[Start of Attachment]

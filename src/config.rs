use std::{
    fs,
    path::{Path, PathBuf},
};

use directories::ProjectDirs;
use log::{debug, info};
use serde::{Deserialize, Serialize};
use which::which;

use crate::{NoteError, Result};

/// Environment variable overriding the configured store URL.
pub const STORE_URL_ENV: &str = "NOTEKEEP_STORE_URL";
/// Environment variable overriding the configured API key.
pub const API_KEY_ENV: &str = "NOTEKEEP_API_KEY";

/// Application configuration settings.
#[derive(Debug, Serialize, Deserialize, Clone, PartialEq)]
#[serde(default)]
pub struct Config {
    /// Base URL of the hosted database, e.g. `https://xyz.supabase.co`
    pub store_url: String,

    /// Key sent as `apikey` and bearer token on every request
    pub api_key: Option<String>,

    /// Name of the notes table
    pub table: String,

    /// Request timeout for the HTTP client, in seconds
    pub request_timeout_secs: u64,

    /// Command used to open notes in an external editor
    pub editor_command: Option<String>,
}

impl Default for Config {
    fn default() -> Self {
        Self {
            store_url: "http://localhost:54321".to_string(),
            api_key: None,
            table: "notes".to_string(),
            request_timeout_secs: 30,
            editor_command: None,
        }
    }
}

impl Config {
    /// Default location of the configuration file, inside the platform config dir.
    pub fn default_path() -> Result<PathBuf> {
        let dirs = ProjectDirs::from("", "", "notekeep").ok_or_else(|| NoteError::ConfigError {
            message: "Could not determine a home directory".to_string(),
        })?;
        Ok(dirs.config_dir().join("config.json"))
    }

    /// Reads the configuration file at `path`, or the defaults when it does
    /// not exist.
    pub fn read(path: &Path) -> Result<Self> {
        if path.exists() {
            debug!("Loading configuration from {}", path.display());
            let raw = fs::read_to_string(path)?;
            Ok(serde_json::from_str(&raw)?)
        } else {
            debug!(
                "No configuration file at {}, using defaults",
                path.display()
            );
            Ok(Config::default())
        }
    }

    /// Reads the configuration, applies environment overrides and validates
    /// the result.
    pub fn load(path: &Path) -> Result<Self> {
        let mut config = Config::read(path)?;
        config.apply_env_overrides();
        config.validate()?;
        Ok(config)
    }

    /// Writes the configuration as pretty JSON, creating parent directories.
    pub fn save(&self, path: &Path) -> Result<()> {
        if let Some(parent) = path.parent() {
            fs::create_dir_all(parent)?;
        }
        fs::write(path, serde_json::to_string_pretty(self)?)?;
        info!("Configuration saved to {}", path.display());
        Ok(())
    }

    fn apply_env_overrides(&mut self) {
        if let Ok(url) = std::env::var(STORE_URL_ENV) {
            debug!("Store URL overridden by {}", STORE_URL_ENV);
            self.store_url = url;
        }
        if let Ok(key) = std::env::var(API_KEY_ENV) {
            debug!("API key overridden by {}", API_KEY_ENV);
            self.api_key = Some(key);
        }
    }

    /// Checks that the settings can be used to reach a store.
    pub fn validate(&self) -> Result<()> {
        let url = self.store_url.trim();
        if url.is_empty() {
            return Err(NoteError::ConfigError {
                message: "store_url must not be empty".to_string(),
            });
        }
        if !url.starts_with("http://") && !url.starts_with("https://") {
            return Err(NoteError::ConfigError {
                message: format!("store_url must be an http(s) URL, got '{}'", url),
            });
        }
        if self.table.trim().is_empty() {
            return Err(NoteError::ConfigError {
                message: "table must not be empty".to_string(),
            });
        }
        if self.request_timeout_secs == 0 {
            return Err(NoteError::ConfigError {
                message: "request_timeout_secs must be greater than zero".to_string(),
            });
        }
        Ok(())
    }

    /// Updates one setting from a `key=value` pair.
    pub fn set(&mut self, assignment: &str) -> Result<()> {
        let (key, value) = assignment
            .split_once('=')
            .ok_or_else(|| NoteError::ConfigError {
                message: format!("Expected key=value, got '{}'", assignment),
            })?;
        let value = value.trim();

        match key.trim() {
            "store_url" => self.store_url = value.to_string(),
            "api_key" => self.api_key = non_empty(value),
            "table" => self.table = value.to_string(),
            "request_timeout_secs" => {
                self.request_timeout_secs =
                    value.parse().map_err(|_| NoteError::ConfigError {
                        message: format!("request_timeout_secs must be a number, got '{}'", value),
                    })?
            }
            "editor_command" => self.editor_command = non_empty(value),
            other => {
                return Err(NoteError::ConfigError {
                    message: format!("Unknown setting: {}", other),
                })
            }
        }

        self.validate()
    }

    /// Editor to launch for `--editor`: the configured command, then
    /// `$EDITOR`, then the first common editor found on `PATH`.
    pub fn get_editor_command(&self) -> String {
        self.editor_command
            .clone()
            .or_else(|| std::env::var("EDITOR").ok().filter(|e| !e.trim().is_empty()))
            .unwrap_or_else(platform_editor)
    }
}

fn platform_editor() -> String {
    if cfg!(windows) {
        return "notepad".to_string();
    }
    if cfg!(target_os = "macos") {
        return "open -W -t".to_string();
    }
    ["nano", "vim", "vi", "emacs"]
        .into_iter()
        .find(|candidate| which(candidate).is_ok())
        .unwrap_or("vi")
        .to_string()
}

fn non_empty(value: &str) -> Option<String> {
    if value.is_empty() {
        None
    } else {
        Some(value.to_string())
    }
}

#[cfg(test)]
mod tests {
    use super::*;
    use tempfile::tempdir;

    #[test]
    fn missing_file_yields_defaults() {
        let dir = tempdir().unwrap();
        let path = dir.path().join("config.json");
        let config = Config::load(&path).unwrap();
        assert_eq!(config.table, "notes");
        assert_eq!(config.request_timeout_secs, 30);
        assert!(!path.exists());

        let partial: Config = serde_json::from_str("{}").unwrap();
        assert_eq!(partial, Config::default());
    }

    #[test]
    fn save_then_read_back() {
        let dir = tempdir().unwrap();
        let path = dir.path().join("nested").join("config.json");
        let mut config = Config::default();
        config.set("store_url=https://example.supabase.co").unwrap();
        config.set("api_key=anon-key").unwrap();
        config.save(&path).unwrap();

        let loaded = Config::read(&path).unwrap();
        assert_eq!(loaded.store_url, "https://example.supabase.co");
        assert_eq!(loaded.api_key.as_deref(), Some("anon-key"));
        assert_eq!(loaded.table, "notes");
    }

    #[test]
    fn set_rejects_unknown_keys_and_bad_values() {
        let mut config = Config::default();
        assert!(matches!(
            config.set("colour=blue"),
            Err(NoteError::ConfigError { .. })
        ));
        assert!(config.set("request_timeout_secs=soon").is_err());
        assert!(config.set("request_timeout_secs=0").is_err());
        assert!(config.set("store_url=ftp://nope").is_err());
        assert!(config.set("no equals sign").is_err());
    }

    #[test]
    fn empty_value_clears_optional_settings() {
        let mut config = Config {
            api_key: Some("k".to_string()),
            ..Config::default()
        };
        config.set("api_key=").unwrap();
        assert_eq!(config.api_key, None);
    }

    #[test]
    fn configured_editor_wins() {
        let config = Config {
            editor_command: Some("code --wait".to_string()),
            ..Config::default()
        };
        assert_eq!(config.get_editor_command(), "code --wait");
    }

    #[test]
    fn platform_editor_is_never_blank() {
        assert!(!platform_editor().trim().is_empty());
    }
}
//! Process-wide repeating tasks
//!
//! A [`BackgroundTask`] owns the interval it runs at and the handle that can
//! stop it. Dropping the handle does NOT stop the task: periodic work is
//! scoped to the lifetime of the process unless `stop()` is called.

use std::future::Future;
use std::time::Duration;

use tokio::task::JoinHandle;
use tokio::time::sleep;
use tracing::{debug, trace};

pub struct BackgroundTask {
    name: &'static str,
    interval: Duration,
    handle: JoinHandle<()>,
}

impl BackgroundTask {
    /// Run `tick` every `interval`, first run after one full interval
    pub fn spawn<F, Fut>(name: &'static str, interval: Duration, mut tick: F) -> Self
    where
        F: FnMut() -> Fut + Send + 'static,
        Fut: Future<Output = ()> + Send + 'static,
    {
        debug!("Starting background task '{}' every {:?}", name, interval);
        let handle = tokio::spawn(async move {
            loop {
                sleep(interval).await;
                trace!("Background task '{}' tick", name);
                tick().await;
            }
        });

        Self {
            name,
            interval,
            handle,
        }
    }

    pub fn name(&self) -> &'static str {
        self.name
    }

    pub fn interval(&self) -> Duration {
        self.interval
    }

    pub fn is_running(&self) -> bool {
        !self.handle.is_finished()
    }

    /// Cancel the task; a tick already in flight is dropped at its next await
    pub fn stop(self) {
        debug!("Stopping background task '{}'", self.name);
        self.handle.abort();
    }
}
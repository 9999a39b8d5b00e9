//! CLI command implementations

pub mod config_management;
pub mod data_transfer;
pub mod navigation;
pub mod shortcut_management;

use std::io::{self, BufRead, Write};

use colored::Colorize;

use super::CliError;

/// Ask a yes/no question on stdin; anything but `y` is a no
pub(crate) fn confirm(prompt: &str) -> Result<bool, CliError> {
    print!("{} {} ", prompt.yellow(), "[y/N]".yellow());
    io::stdout()
        .flush()
        .map_err(|e| CliError::CommandError(format!("Failed to write prompt: {}", e)))?;

    let mut input = String::new();
    io::stdin()
        .lock()
        .read_line(&mut input)
        .map_err(|e| CliError::CommandError(format!("Failed to read answer: {}", e)))?;
    Ok(input.trim().eq_ignore_ascii_case("y"))
}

[End of Attachment]

** About this exercise **
Scan the entries above for the word "supabase". Report the lines that hold it.

** Exercise result **
    /// Base URL of the hosted database, e.g. `https://xyz.supabase.co`
        config.set("store_url=https://example.supabase.co").unwrap();
        assert_eq!(loaded.store_url, "https://example.supabase.co");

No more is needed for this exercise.